• _DATA FOR PROCESSING_
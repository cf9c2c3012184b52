//! metrosense service entry point: schema bootstrap, one-shot syncs, and
//! the long-running ingestion schedule.

use std::path::PathBuf;
use std::sync::Arc;
use std::time::Duration;

use anyhow::{Context, Result};
use clap::{Parser, Subcommand};
use dotenvy::dotenv;
use metrosense_ingest::{build_pipelines, build_scheduler, load_registry, run_all_once};
use metrosense_store::PgStore;
use tracing_subscriber::EnvFilter;

const USER_AGENT: &str = concat!("metrosense/", env!("CARGO_PKG_VERSION"));

const DB_CONNECT_ATTEMPTS: u32 = 5;
const DB_CONNECT_BACKOFF: Duration = Duration::from_secs(3);

#[derive(Debug, Parser)]
#[command(name = "metrosense")]
#[command(about = "Urban mobility sensor ingestion service")]
struct Cli {
    /// Path to the source registry file.
    #[arg(long, default_value = "sources.yaml")]
    sources: PathBuf,

    #[command(subcommand)]
    command: Option<Commands>,
}

#[derive(Debug, Subcommand)]
enum Commands {
    /// Start the scheduler and keep ingesting until interrupted.
    Run,
    /// Run every enabled pipeline once, then exit.
    Sync,
    /// Create the database schema if needed, then exit.
    InitSchema,
}

#[tokio::main]
async fn main() -> Result<()> {
    dotenv().ok();
    init_tracing();

    let cli = Cli::parse();

    let database_url = std::env::var("DATABASE_URL")
        .context("DATABASE_URL must be set in .env or the environment")?;
    let db_pool_max = env_u32("DB_POOL_MAX", 5)?;
    tracing::info!(database_url = %mask_db_url(&database_url), db_pool_max, "configuration loaded");

    let store = PgStore::connect(
        &database_url,
        db_pool_max,
        DB_CONNECT_ATTEMPTS,
        DB_CONNECT_BACKOFF,
    )
    .await?;
    store.ensure_schema().await?;

    match cli.command.unwrap_or(Commands::Run) {
        Commands::InitSchema => {
            tracing::info!("schema is up to date");
        }
        Commands::Sync => {
            let registry = load_registry(&cli.sources)?;
            let pipelines = build_pipelines(&registry, Arc::new(store), USER_AGENT)?;
            run_all_once(&pipelines).await;
        }
        Commands::Run => {
            let registry = load_registry(&cli.sources)?;
            let pipelines = build_pipelines(&registry, Arc::new(store), USER_AGENT)?;
            tracing::info!(pipelines = pipelines.len(), "starting ingestion schedule");

            let mut sched = build_scheduler(&pipelines).await?;
            sched.start().await.context("starting scheduler")?;

            // First pass immediately; the schedule covers everything after.
            run_all_once(&pipelines).await;

            tokio::signal::ctrl_c()
                .await
                .context("waiting for shutdown signal")?;
            tracing::info!("shutting down");
            sched.shutdown().await.context("stopping scheduler")?;
        }
    }

    Ok(())
}

fn env_u32(name: &str, default: u32) -> Result<u32> {
    Ok(std::env::var(name)
        .ok()
        .map(|value| value.parse::<u32>())
        .transpose()
        .with_context(|| format!("invalid {name}"))?
        .unwrap_or(default))
}

/// Mask the password part of a connection URL before logging it.
fn mask_db_url(url: &str) -> String {
    let Some(at) = url.rfind('@') else {
        return url.to_string();
    };
    match url[..at].rfind(':') {
        Some(colon) => format!("{}:****{}", &url[..colon], &url[at..]),
        None => url.to_string(),
    }
}

fn init_tracing() {
    let env_filter = EnvFilter::try_from_default_env()
        .unwrap_or_else(|_| EnvFilter::new("info,sqlx::query=warn"));
    tracing_subscriber::fmt()
        .with_target(true)
        .with_env_filter(env_filter)
        .compact()
        .init();
}

#[cfg(test)]
mod tests {
    use super::*;

    #[test]
    fn db_url_password_is_masked() {
        assert_eq!(
            mask_db_url("postgres://mob:secret@db:5432/mobility"),
            "postgres://mob:****@db:5432/mobility"
        );
        assert_eq!(mask_db_url("postgres://db/mobility"), "postgres://db/mobility");
    }
}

• _EXERCISE REQUIREMENTS_
The reply should consist of one number, the count of lines above with the string "exit" in them.

• _YOUR RESPONSE_
2